TASK ITEM: Every line below that holds "this" must be copied.

Collected data:
---
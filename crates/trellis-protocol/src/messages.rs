//! The six request/response bodies.
//!
//! All bodies are serde structs encoded with the negotiated serialize
//! format. Node and model images stay as opaque packed byte strings.

use serde::{Deserialize, Serialize};

use crate::error::{ProtocolError, Result};
use crate::status::Status;

/// How a fetch treats licenses of matched nodes.
#[derive(Debug, Clone, Copy, PartialEq, Eq, Default, Serialize, Deserialize)]
#[repr(u8)]
pub enum IncludeLicenses {
    /// Do not include licenses.
    #[default]
    None = 0,
    /// Include licenses covering matched nodes.
    Include = 1,
    /// Include licenses and offer extension candidates in `embed`.
    IncludeExtend = 2,
}

impl IncludeLicenses {
    /// Parse the wire byte.
    pub fn from_u8(value: u8) -> Result<Self> {
        match value {
            0 => Ok(Self::None),
            1 => Ok(Self::Include),
            2 => Ok(Self::IncludeExtend),
            other => Err(ProtocolError::Malformed(format!(
                "includeLicenses value {other} out of range"
            ))),
        }
    }
}

/// An opaque query filter, interpreted by the storage collaborator.
#[derive(Debug, Clone, PartialEq, Eq, Hash, Serialize, Deserialize)]
pub struct Filter {
    /// Field the filter applies to.
    pub field: String,
    /// Comparison operator.
    pub operator: String,
    /// Comparison operand.
    pub value: String,
}

/// One match clause of a fetch query.
#[derive(Debug, Clone, PartialEq, Eq, Serialize, Deserialize)]
pub struct Match {
    /// Model-type prefix the clause matches.
    #[serde(with = "serde_bytes")]
    pub node_type: Vec<u8>,
    /// Storage-interpreted filters.
    pub filters: Vec<Filter>,
    /// Per-clause result bound; zero means unbounded.
    pub limit: u32,
}

/// An embed clause: which nodes the caller wants offered for embedding.
#[derive(Debug, Clone, PartialEq, Eq, Serialize, Deserialize)]
pub struct AllowEmbed {
    /// Model-type prefix the clause covers.
    #[serde(with = "serde_bytes")]
    pub node_type: Vec<u8>,
    /// Storage-interpreted filters.
    pub filters: Vec<Filter>,
}

/// The graph query of a fetch.
#[derive(Debug, Clone, PartialEq, Eq, Default, Serialize, Deserialize)]
pub struct FetchQuery {
    /// Maximum traversal depth; negative means unbounded.
    pub depth: i32,
    /// Maximum node count; negative means unbounded.
    pub limit: i32,
    /// Only nodes stored at or after this time.
    pub cutoff_time: u64,
    /// Root of the traversal.
    #[serde(with = "serde_bytes")]
    pub root_node_id1: Vec<u8>,
    /// Drop the root itself from the result.
    pub discard_root: bool,
    /// Alternative traversal start by parent.
    #[serde(with = "serde_bytes")]
    pub parent_id: Vec<u8>,
    /// Key results are destined for.
    #[serde(with = "serde_bytes")]
    pub target_public_key: Vec<u8>,
    /// Key results are fetched on behalf of.
    #[serde(with = "serde_bytes")]
    pub source_public_key: Vec<u8>,
    /// Match clauses, unioned.
    #[serde(rename = "match")]
    pub match_clauses: Vec<Match>,
    /// Embed clauses the caller wants candidates for.
    pub embed: Vec<AllowEmbed>,
    /// Node whose change re-runs the query.
    #[serde(with = "serde_bytes")]
    pub trigger_node_id: Vec<u8>,
    /// Interval re-run in seconds; zero disables.
    pub trigger_interval: u32,
    /// Suppress the initial run, only fire on triggers.
    pub only_trigger: bool,
    /// Reverse traversal order.
    pub descending: bool,
    /// Order by storage arrival instead of creation time.
    pub order_by_storage_time: bool,
    /// Skip inactive nodes.
    pub ignore_inactive: bool,
    /// Skip nodes owned by the source key.
    pub ignore_own: bool,
    /// Keep transient fields in returned images.
    pub preserve_transient: bool,
    /// Region scope.
    pub region: String,
    /// Jurisdiction scope.
    pub jurisdiction: String,
    /// License handling.
    pub include_licenses: IncludeLicenses,
}

/// CRDT view parameters of a fetch, interpreted by the storage.
#[derive(Debug, Clone, PartialEq, Eq, Default, Serialize, Deserialize)]
pub struct FetchCrdt {
    /// CRDT algorithm id; zero means no CRDT view.
    pub algo: u32,
    /// Algorithm configuration blob.
    #[serde(with = "serde_bytes")]
    pub conf: Vec<u8>,
    /// Message id an updating view is bound to.
    #[serde(with = "serde_bytes")]
    pub msg_id: Vec<u8>,
    /// Reverse the view.
    pub reverse: bool,
    /// Head element count.
    pub head: i32,
    /// Tail element count.
    pub tail: i32,
    /// Cursor element id.
    #[serde(with = "serde_bytes")]
    pub cursor_id1: Vec<u8>,
    /// Cursor offset.
    pub cursor_index: i32,
}

/// Fetch request: query plus optional CRDT view.
#[derive(Debug, Clone, PartialEq, Eq, Default, Serialize, Deserialize)]
pub struct FetchRequest {
    /// Graph query.
    pub query: FetchQuery,
    /// CRDT view parameters.
    pub crdt: FetchCrdt,
}

/// CRDT view delta attached to a fetch response.
#[derive(Debug, Clone, PartialEq, Eq, Default, Serialize, Deserialize)]
pub struct CrdtResult {
    /// Opaque view delta.
    #[serde(with = "serde_bytes")]
    pub delta: Vec<u8>,
    /// Updated cursor offset.
    pub cursor_index: i32,
    /// Total view length.
    pub length: i32,
}

/// One streamed fetch response message.
#[derive(Debug, Clone, PartialEq, Eq, Serialize, Deserialize)]
pub struct FetchResponse {
    /// Response status.
    pub status: Status,
    /// Human-readable error when status is not `Result`.
    pub error: String,
    /// Position in the stream, starting at one; zero aborts.
    pub seq: u32,
    /// Final position of the current stream.
    pub end_seq: u32,
    /// Packed node images.
    pub nodes: Vec<serde_bytes::ByteBuf>,
    /// Packed embed-candidate images.
    pub embed: Vec<serde_bytes::ByteBuf>,
    /// CRDT view delta.
    pub crdt_result: CrdtResult,
}

impl FetchResponse {
    /// A single-message success carrying the given images.
    #[must_use]
    pub fn result(nodes: Vec<Vec<u8>>, embed: Vec<Vec<u8>>) -> Self {
        Self {
            status: Status::Result,
            error: String::new(),
            seq: 1,
            end_seq: 1,
            nodes: nodes.into_iter().map(serde_bytes::ByteBuf::from).collect(),
            embed: embed.into_iter().map(serde_bytes::ByteBuf::from).collect(),
            crdt_result: CrdtResult::default(),
        }
    }

    /// An error response, aborting the stream.
    #[must_use]
    pub fn error(status: Status, error: impl Into<String>) -> Self {
        Self {
            status,
            error: error.into(),
            seq: 0,
            end_seq: 0,
            nodes: Vec::new(),
            embed: Vec::new(),
            crdt_result: CrdtResult::default(),
        }
    }

    /// Whether this message ends the current stream.
    #[must_use]
    pub fn is_end_of_stream(&self) -> bool {
        self.seq == self.end_seq && self.end_seq > 0
    }

    /// Whether this message aborts the stream.
    #[must_use]
    pub fn is_abort(&self) -> bool {
        self.seq == 0
    }
}

/// Store request: node images toward the peer's storage.
#[derive(Debug, Clone, PartialEq, Eq, Default, Serialize, Deserialize)]
pub struct StoreRequest {
    /// Packed node images to store.
    pub nodes: Vec<serde_bytes::ByteBuf>,
    /// Key the nodes originate from.
    #[serde(with = "serde_bytes")]
    pub source_public_key: Vec<u8>,
    /// Key the nodes are stored for.
    #[serde(with = "serde_bytes")]
    pub target_public_key: Vec<u8>,
    /// Subscription message ids whose change notifications to suppress.
    pub mute_msg_ids: Vec<serde_bytes::ByteBuf>,
    /// Keep transient fields of the images.
    pub preserve_transient: bool,
    /// Batch tag; side-effects may be deferred until the batch closes.
    pub batch_id: u32,
    /// More requests of this batch follow.
    pub has_more: bool,
}

/// Store response.
#[derive(Debug, Clone, PartialEq, Eq, Default, Serialize, Deserialize)]
pub struct StoreResponse {
    /// Response status.
    pub status: Status,
    /// Human-readable error.
    pub error: String,
    /// `id1`s the storage accepted.
    pub stored_id1s: Vec<serde_bytes::ByteBuf>,
    /// Blob ids the storage still lacks bytes for.
    pub missing_blob_id1s: Vec<serde_bytes::ByteBuf>,
    /// Advertised sizes of the missing blobs, index-aligned.
    pub missing_blob_sizes: Vec<u64>,
}

/// Read a range of an external blob.
#[derive(Debug, Clone, PartialEq, Eq, Default, Serialize, Deserialize)]
pub struct ReadBlobRequest {
    /// Node the blob belongs to.
    #[serde(with = "serde_bytes")]
    pub node_id1: Vec<u8>,
    /// Key the read is performed for.
    #[serde(with = "serde_bytes")]
    pub target_public_key: Vec<u8>,
    /// Key the read is performed by.
    #[serde(with = "serde_bytes")]
    pub source_public_key: Vec<u8>,
    /// Byte offset.
    pub pos: u64,
    /// Byte count.
    pub length: u32,
}

/// One streamed blob read response.
#[derive(Debug, Clone, PartialEq, Eq, Serialize, Deserialize)]
pub struct ReadBlobResponse {
    /// Response status.
    pub status: Status,
    /// Human-readable error.
    pub error: String,
    /// Position in the stream, starting at one; zero aborts.
    pub seq: u32,
    /// Final position of the stream.
    pub end_seq: u32,
    /// Blob bytes of this chunk.
    #[serde(with = "serde_bytes")]
    pub data: Vec<u8>,
    /// Offset of this chunk.
    pub pos: u64,
    /// Total blob length.
    pub blob_length: u64,
}

/// Write a range of an external blob.
#[derive(Debug, Clone, PartialEq, Eq, Default, Serialize, Deserialize)]
pub struct WriteBlobRequest {
    /// Node the blob belongs to.
    #[serde(with = "serde_bytes")]
    pub node_id1: Vec<u8>,
    /// Key the write is performed by.
    #[serde(with = "serde_bytes")]
    pub source_public_key: Vec<u8>,
    /// Key the write is performed for.
    #[serde(with = "serde_bytes")]
    pub target_public_key: Vec<u8>,
    /// Byte offset.
    pub pos: u64,
    /// Bytes to write.
    #[serde(with = "serde_bytes")]
    pub data: Vec<u8>,
    /// Subscription message ids whose change notifications to suppress.
    pub mute_msg_ids: Vec<serde_bytes::ByteBuf>,
}

/// Write blob response; the current length enables resume.
#[derive(Debug, Clone, PartialEq, Eq, Default, Serialize, Deserialize)]
pub struct WriteBlobResponse {
    /// Response status.
    pub status: Status,
    /// Human-readable error.
    pub error: String,
    /// Bytes currently present on disk.
    pub current_length: u64,
}

/// Cancel a prior fetch subscription.
#[derive(Debug, Clone, PartialEq, Eq, Default, Serialize, Deserialize)]
pub struct UnsubscribeRequest {
    /// The message id of the original fetch.
    #[serde(with = "serde_bytes")]
    pub original_msg_id: Vec<u8>,
    /// Key the subscription was held for.
    #[serde(with = "serde_bytes")]
    pub target_public_key: Vec<u8>,
}

/// Unsubscribe response.
#[derive(Debug, Clone, PartialEq, Eq, Default, Serialize, Deserialize)]
pub struct UnsubscribeResponse {
    /// Response status.
    pub status: Status,
    /// Human-readable error.
    pub error: String,
}

/// Opaque application-layer message.
#[derive(Debug, Clone, PartialEq, Eq, Default, Serialize, Deserialize)]
pub struct GenericMessageRequest {
    /// Application action name.
    pub action: String,
    /// Key the message is sent by.
    #[serde(with = "serde_bytes")]
    pub source_public_key: Vec<u8>,
    /// Application payload.
    #[serde(with = "serde_bytes")]
    pub data: Vec<u8>,
}

/// Generic message response.
#[derive(Debug, Clone, PartialEq, Eq, Default, Serialize, Deserialize)]
pub struct GenericMessageResponse {
    /// Response status.
    pub status: Status,
    /// Human-readable error.
    pub error: String,
    /// Application payload.
    #[serde(with = "serde_bytes")]
    pub data: Vec<u8>,
}

#[cfg(test)]
mod tests {
    use super::*;

    #[test]
    fn include_licenses_parses_wire_byte() {
        assert_eq!(IncludeLicenses::from_u8(0).unwrap(), IncludeLicenses::None);
        assert_eq!(
            IncludeLicenses::from_u8(2).unwrap(),
            IncludeLicenses::IncludeExtend
        );
        assert!(IncludeLicenses::from_u8(3).is_err());
    }

    #[test]
    fn fetch_response_stream_markers() {
        let end = FetchResponse {
            seq: 3,
            end_seq: 3,
            ..FetchResponse::result(vec![], vec![])
        };
        assert!(end.is_end_of_stream());
        assert!(!end.is_abort());

        let mid = FetchResponse {
            seq: 1,
            end_seq: 3,
            ..FetchResponse::result(vec![], vec![])
        };
        assert!(!mid.is_end_of_stream());

        let abort = FetchResponse::error(Status::Error, "boom");
        assert!(abort.is_abort());
        assert!(!abort.is_end_of_stream());
    }
}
---
REPLY:
    /// Only nodes stored at or after this time.
    /// Whether this message ends the current stream.
    /// Whether this message aborts the stream.
    /// More requests of this batch follow.
    /// Blob bytes of this chunk.
    /// Offset of this chunk.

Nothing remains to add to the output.